• [Source information]:
<<<<
//! Fixed rotation topology
//!
//! Each row is a 3-cycle walked left to right: front 4 -> 3 -> 2 -> 4,
//! back 5 -> 6 -> 1 -> 5. Columns pair the rows: 4/5 left, 3/6 middle,
//! 2/1 right.

use crate::core::types::RotationSlot;
use serde::{Deserialize, Serialize};

#[derive(Debug, Clone, Copy, PartialEq, Eq, Hash, Serialize, Deserialize)]
#[serde(rename_all = "lowercase")]
pub enum Row {
    Front,
    Back,
}

#[derive(Debug, Clone, Copy, PartialEq, Eq, PartialOrd, Ord, Hash, Serialize, Deserialize)]
#[serde(rename_all = "lowercase")]
pub enum Column {
    Left,
    Middle,
    Right,
}

/// Every topological relation of one slot
#[derive(Debug, Clone, Copy, PartialEq, Eq, Serialize, Deserialize)]
pub struct Neighbors {
    pub left: RotationSlot,
    pub right: RotationSlot,
    pub counterpart: RotationSlot,
}

pub const FRONT_ROW: [RotationSlot; 3] = [
    RotationSlot::LeftFront,
    RotationSlot::MiddleFront,
    RotationSlot::RightFront,
];

pub const BACK_ROW: [RotationSlot; 3] = [
    RotationSlot::LeftBack,
    RotationSlot::MiddleBack,
    RotationSlot::RightBack,
];

impl RotationSlot {
    pub fn row(self) -> Row {
        match self {
            RotationSlot::RightFront | RotationSlot::MiddleFront | RotationSlot::LeftFront => {
                Row::Front
            }
            RotationSlot::RightBack | RotationSlot::MiddleBack | RotationSlot::LeftBack => {
                Row::Back
            }
        }
    }

    pub fn column(self) -> Column {
        match self {
            RotationSlot::LeftFront | RotationSlot::LeftBack => Column::Left,
            RotationSlot::MiddleFront | RotationSlot::MiddleBack => Column::Middle,
            RotationSlot::RightFront | RotationSlot::RightBack => Column::Right,
        }
    }

    pub fn is_front_row(self) -> bool {
        self.row() == Row::Front
    }

    pub fn is_back_row(self) -> bool {
        self.row() == Row::Back
    }

    /// Next slot to the right within the row, wrapping around
    pub fn right_neighbor(self) -> RotationSlot {
        match self {
            RotationSlot::LeftFront => RotationSlot::MiddleFront,
            RotationSlot::MiddleFront => RotationSlot::RightFront,
            RotationSlot::RightFront => RotationSlot::LeftFront,
            RotationSlot::LeftBack => RotationSlot::MiddleBack,
            RotationSlot::MiddleBack => RotationSlot::RightBack,
            RotationSlot::RightBack => RotationSlot::LeftBack,
        }
    }

    /// Next slot to the left within the row, wrapping around
    pub fn left_neighbor(self) -> RotationSlot {
        match self {
            RotationSlot::LeftFront => RotationSlot::RightFront,
            RotationSlot::MiddleFront => RotationSlot::LeftFront,
            RotationSlot::RightFront => RotationSlot::MiddleFront,
            RotationSlot::LeftBack => RotationSlot::RightBack,
            RotationSlot::MiddleBack => RotationSlot::LeftBack,
            RotationSlot::RightBack => RotationSlot::MiddleBack,
        }
    }

    /// Slot in the same column of the other row
    pub fn row_counterpart(self) -> RotationSlot {
        match self {
            RotationSlot::LeftFront => RotationSlot::LeftBack,
            RotationSlot::LeftBack => RotationSlot::LeftFront,
            RotationSlot::MiddleFront => RotationSlot::MiddleBack,
            RotationSlot::MiddleBack => RotationSlot::MiddleFront,
            RotationSlot::RightFront => RotationSlot::RightBack,
            RotationSlot::RightBack => RotationSlot::RightFront,
        }
    }

    pub fn neighbors(self) -> Neighbors {
        Neighbors {
            left: self.left_neighbor(),
            right: self.right_neighbor(),
            counterpart: self.row_counterpart(),
        }
    }

    /// Left neighbor that is actually to the left (no wrap from the left column)
    pub fn adjacent_left(self) -> Option<RotationSlot> {
        (self.column() != Column::Left).then(|| self.left_neighbor())
    }

    /// Right neighbor that is actually to the right (no wrap from the right column)
    pub fn adjacent_right(self) -> Option<RotationSlot> {
        (self.column() != Column::Right).then(|| self.right_neighbor())
    }
}

/// Slots of a row in left-to-right order
pub fn row_slots(row: Row) -> [RotationSlot; 3] {
    match row {
        Row::Front => FRONT_ROW,
        Row::Back => BACK_ROW,
    }
}

pub fn slot_at(row: Row, column: Column) -> RotationSlot {
    let slots = row_slots(row);
    match column {
        Column::Left => slots[0],
        Column::Middle => slots[1],
        Column::Right => slots[2],
    }
}

// Raw-number entry points for host input; anything outside 1-6 yields None.

pub fn left_neighbor_of(n: u8) -> Option<RotationSlot> {
    RotationSlot::from_number(n).map(RotationSlot::left_neighbor)
}

pub fn right_neighbor_of(n: u8) -> Option<RotationSlot> {
    RotationSlot::from_number(n).map(RotationSlot::right_neighbor)
}

pub fn row_counterpart_of(n: u8) -> Option<RotationSlot> {
    RotationSlot::from_number(n).map(RotationSlot::row_counterpart)
}

pub fn neighbors_of(n: u8) -> Option<Neighbors> {
    RotationSlot::from_number(n).map(RotationSlot::neighbors)
}

pub fn row_of(n: u8) -> Option<Row> {
    RotationSlot::from_number(n).map(RotationSlot::row)
}

pub fn column_of(n: u8) -> Option<Column> {
    RotationSlot::from_number(n).map(RotationSlot::column)
}

pub fn is_front_row(n: u8) -> bool {
    row_of(n) == Some(Row::Front)
}

pub fn is_back_row(n: u8) -> bool {
    row_of(n) == Some(Row::Back)
}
>>>>
• [Problem to work on]:
Your task is to collect every line above that contains the word "Copy".

• [Result for this exercise]:
#[derive(Debug, Clone, Copy, PartialEq, Eq, Hash, Serialize, Deserialize)]
#[derive(Debug, Clone, Copy, PartialEq, Eq, PartialOrd, Ord, Hash, Serialize, Deserialize)]
#[derive(Debug, Clone, Copy, PartialEq, Eq, Serialize, Deserialize)]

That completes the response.